De camera's vervangen moet wel goed te doen zijn. De primaire camera is een Omnivision OV5640, een 5-megapixelcamera met een 9,7 vierkante millimeter grote sensor. De frontcamera is een GC2035 van GalaxyCore met een sensor van rond 7 vierkante millimeter en een f/2.8-lens.
De 3,5mm-jack zit wel weer vast. De luidspreker en de trilmotor moeten goed vervangbaar zijn. Daarachter zit het scherm. Dat is een 5,95"-lcd van 13,5x6,7cm met een oppervlakte van rond 91 vierkante centimeter en een resolutie van 1440x720 pixels, goed voor een beeldverhouding van 2:1, of 18:9. Dat is een beetje een ouderwetse beeldverhouding aan het worden. Het scherm heeft ook relatief brede randen boven en onder, een duidelijk teken dat PINE64 niet de nieuwste componenten te pakken heeft kunnen krijgen. Het is een scherm met rechte hoeken, iets wat we niet vaak meer zien.

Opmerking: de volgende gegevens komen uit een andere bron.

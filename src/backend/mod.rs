//! Backend servers and per-session backend handles.
//!
//! `ServerInfo` is the shared, service-wide view of one backend server:
//! static identity plus atomically updated statistics the route selector
//! samples without locking. `BackendHandle` is one session's physical
//! connection to one server; the owning router session is the only writer.

mod handle;

pub use handle::{BackendHandle, ConnectionError};

use std::sync::atomic::{AtomicBool, AtomicI64, AtomicU64, Ordering};

use serde::Deserialize;

/// Role of a backend server as supplied by configuration.
///
/// Galera "joined" nodes are writable and treated identically to masters.
#[derive(Debug, Clone, Copy, PartialEq, Eq, Deserialize)]
#[serde(rename_all = "lowercase")]
pub enum ServerRole {
    Master,
    Slave,
    Joined,
}

impl ServerRole {
    pub fn is_master(&self) -> bool {
        matches!(self, ServerRole::Master | ServerRole::Joined)
    }

    pub fn is_slave(&self) -> bool {
        matches!(self, ServerRole::Slave)
    }
}

/// Shared descriptor and statistics for one backend server
#[derive(Debug)]
pub struct ServerInfo {
    pub name: String,
    pub host: String,
    pub port: u16,
    pub role: ServerRole,
    up: AtomicBool,
    /// Connections across every session of this proxy
    connections: AtomicU64,
    /// Connections opened by the router specifically
    router_connections: AtomicU64,
    /// Queries currently executing
    current_operations: AtomicU64,
    /// Replication lag in seconds, -1 when unknown
    replication_lag: AtomicI64,
}

impl ServerInfo {
    pub fn new(name: impl Into<String>, host: impl Into<String>, port: u16, role: ServerRole) -> Self {
        Self {
            name: name.into(),
            host: host.into(),
            port,
            role,
            up: AtomicBool::new(true),
            connections: AtomicU64::new(0),
            router_connections: AtomicU64::new(0),
            current_operations: AtomicU64::new(0),
            replication_lag: AtomicI64::new(-1),
        }
    }

    pub fn addr(&self) -> String {
        format!("{}:{}", self.host, self.port)
    }

    pub fn is_up(&self) -> bool {
        self.up.load(Ordering::Relaxed)
    }

    pub fn set_up(&self, up: bool) {
        self.up.store(up, Ordering::Relaxed);
    }

    pub fn is_usable(&self) -> bool {
        self.is_up()
    }

    pub fn connection_opened(&self) {
        self.connections.fetch_add(1, Ordering::Relaxed);
        self.router_connections.fetch_add(1, Ordering::Relaxed);
    }

    pub fn connection_closed(&self) {
        self.connections.fetch_sub(1, Ordering::Relaxed);
        self.router_connections.fetch_sub(1, Ordering::Relaxed);
    }

    pub fn operation_started(&self) {
        self.current_operations.fetch_add(1, Ordering::Relaxed);
    }

    pub fn operation_finished(&self) {
        self.current_operations.fetch_sub(1, Ordering::Relaxed);
    }

    pub fn connections(&self) -> u64 {
        self.connections.load(Ordering::Relaxed)
    }

    pub fn router_connections(&self) -> u64 {
        self.router_connections.load(Ordering::Relaxed)
    }

    pub fn current_operations(&self) -> u64 {
        self.current_operations.load(Ordering::Relaxed)
    }

    pub fn replication_lag(&self) -> i64 {
        self.replication_lag.load(Ordering::Relaxed)
    }

    pub fn set_replication_lag(&self, seconds: i64) {
        self.replication_lag.store(seconds, Ordering::Relaxed);
    }
}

Het scherm is relatief klein voor 2020, maar de telefoon is dat door de grote bezels niet. Hij meet 160,5x 76,6x9,2mm en dat is dan weer bij benadering gemiddeld voor een telefoon anno nu. Hij heeft ook relatief veel ruimte van binnen, zowel op het pcb als in de rest van de behuizing hadden meer en grotere componenten gepast.